The weeks-long controversy over whether to celebrate Italian unity with a national holiday was overshadowed (for a few days, at least) by a moving performance at Italy's annual Sanremo music festival by Tuscany's Roberto Benigni. The Oscar winner entered the theatre on a white horse, evoking hero of the Italian Risorgimento, Giuseppe Garibaldi, and spoke of the ties that bind unified Italy. He finished with a beautiful rendition of the Italian national anthem, L'Inno di Mameli. It awakened a strong sense of patriotism in a country often stymied by its own national rivalries and contradictions.

 

As expatriates, we actively chose to make Italy our home. And despite all of the hardships and difficulties involved in making a life here, we choose to stay. We want to know what you think unites this great country. Is it Roberto Benigni? Art and architecture?
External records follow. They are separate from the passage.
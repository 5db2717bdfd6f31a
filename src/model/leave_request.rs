use chrono::{DateTime, NaiveDate, Utc};
use serde::{Deserialize, Serialize};
use strum_macros::{Display, EnumString};
use uuid::Uuid;

/// Leave categories with independent balance tracking. `Unpaid` never
/// touches a balance.
#[derive(
    Debug, Copy, Clone, Eq, PartialEq, Hash, Serialize, Deserialize, Display, EnumString,
)]
#[serde(rename_all = "lowercase")]
#[strum(serialize_all = "lowercase", ascii_case_insensitive)]
pub enum LeaveType {
    Annual,
    Sick,
    Casual,
    Unpaid,
}

impl LeaveType {
    pub fn consumes_balance(&self) -> bool {
        !matches!(self, LeaveType::Unpaid)
    }
}

/// Request lifecycle states. There is no terminal state: edits and
/// re-reviews can move a request out of any state indefinitely.
#[derive(
    Debug, Copy, Clone, Eq, PartialEq, Hash, Serialize, Deserialize, Display, EnumString,
)]
#[serde(rename_all = "lowercase")]
#[strum(serialize_all = "lowercase", ascii_case_insensitive)]
pub enum LeaveStatus {
    Pending,
    Approved,
    Rejected,
}

#[derive(Debug, Clone, Serialize, Deserialize)]
pub struct LeaveRequest {
    pub id: Uuid,
    pub employee_id: u64,
    /// Department copied from the employee at submission/edit time, for
    /// reporting without live joins.
    pub department_snapshot: u64,
    pub leave_type: LeaveType,
    pub start_date: NaiveDate,
    pub end_date: NaiveDate,
    /// Inclusive day count between start_date and end_date.
    pub days: i64,
    pub reason: String,
    pub handover_notes: Option<String>,
    pub contact_during_leave: Option<String>,
    pub status: LeaveStatus,
    pub reviewed_by: Option<u64>,
    pub reviewed_at: Option<DateTime<Utc>>,
    pub review_comment: Option<String>,
    pub created_at: DateTime<Utc>,
    pub updated_at: DateTime<Utc>,
}

impl LeaveRequest {
    /// Overlay patch fields; anything unspecified keeps its prior value.
    /// Dates and day count are re-validated by the caller afterwards.
    pub fn merge_patch(&mut self, patch: &LeavePatch) {
        if let Some(leave_type) = patch.leave_type {
            self.leave_type = leave_type;
        }
        if let Some(start_date) = patch.start_date {
            self.start_date = start_date;
        }
        if let Some(end_date) = patch.end_date {
            self.end_date = end_date;
        }
        if let Some(reason) = &patch.reason {
            self.reason = reason.clone();
        }
        if let Some(handover_notes) = &patch.handover_notes {
            self.handover_notes = Some(handover_notes.clone());
        }
        if let Some(contact) = &patch.contact_during_leave {
            self.contact_during_leave = Some(contact.clone());
        }
    }

    /// A pending request carries no review trail.
    pub fn clear_review(&mut self) {
        self.reviewed_by = None;
        self.reviewed_at = None;
        self.review_comment = None;
    }

    pub fn set_review(&mut self, reviewer_id: u64, comment: Option<String>, at: DateTime<Utc>) {
        self.reviewed_by = Some(reviewer_id);
        self.reviewed_at = Some(at);
        self.review_comment = comment;
    }
}

/// Partial update payload for an existing request.
#[derive(Debug, Clone, Default, Serialize, Deserialize)]
pub struct LeavePatch {
    pub leave_type: Option<LeaveType>,
    pub start_date: Option<NaiveDate>,
    pub end_date: Option<NaiveDate>,
    pub reason: Option<String>,
    pub handover_notes: Option<String>,
    pub contact_during_leave: Option<String>,
}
Coffee or calcio?

 

Celebrating national unity means 'promoting what unites us as a nation and what we all fight for as a unified state in the face of the problems and challenges that await us,' said Italian president Giorgio Napolitano, in a letter to the daily La Repubblica in response to the weeks of debate about instituting the national holiday on March 17.

 

Among those who fiercely lobbied against the idea were exponents of the devolutionist party, Lega Nord, who argued the national holiday would undermine efforts to revive Italy's sluggish economy; Italy's education minister, Mariastella Gelmini, who was concerned about suspending school for a day; and the Italian business association, Confindustria, which worried about lost production.

 

Nonetheless, Napolitano said, 'I appreciate the decision that was taken. What counts is that there is full and active awareness, at all institutional levels, of the meaning of these celebrations marking this historical anniversary; as well as the necessity to use it as an occasion to seriously reflect on and promote what unites us.'

 

To make up for the March 17 holiday this year, during which schools, factories and offices will be closed, officials decided that Armed Forces Day on November 4, which is a public holiday marking the end of World War I in Italy, would instead make up for the lost working day.

 

Florence will welcome the festivities with a series of initiatives. On March 16 and 17, entrance to all state museums and archeological sites will be open, free of charge, until 1am to celebrate the peninsula's rich cultural heritage. On a more patriotic note, the city will create a ‘tricolored path,' along which pedestrians will literally ‘walk the Tricolore' from piazza Beccaria to Borgo la Croce, Borgo degli Albizi and via del Corso to piazza della Repubblica, which will be decorated in the iconic flag's green, white and red.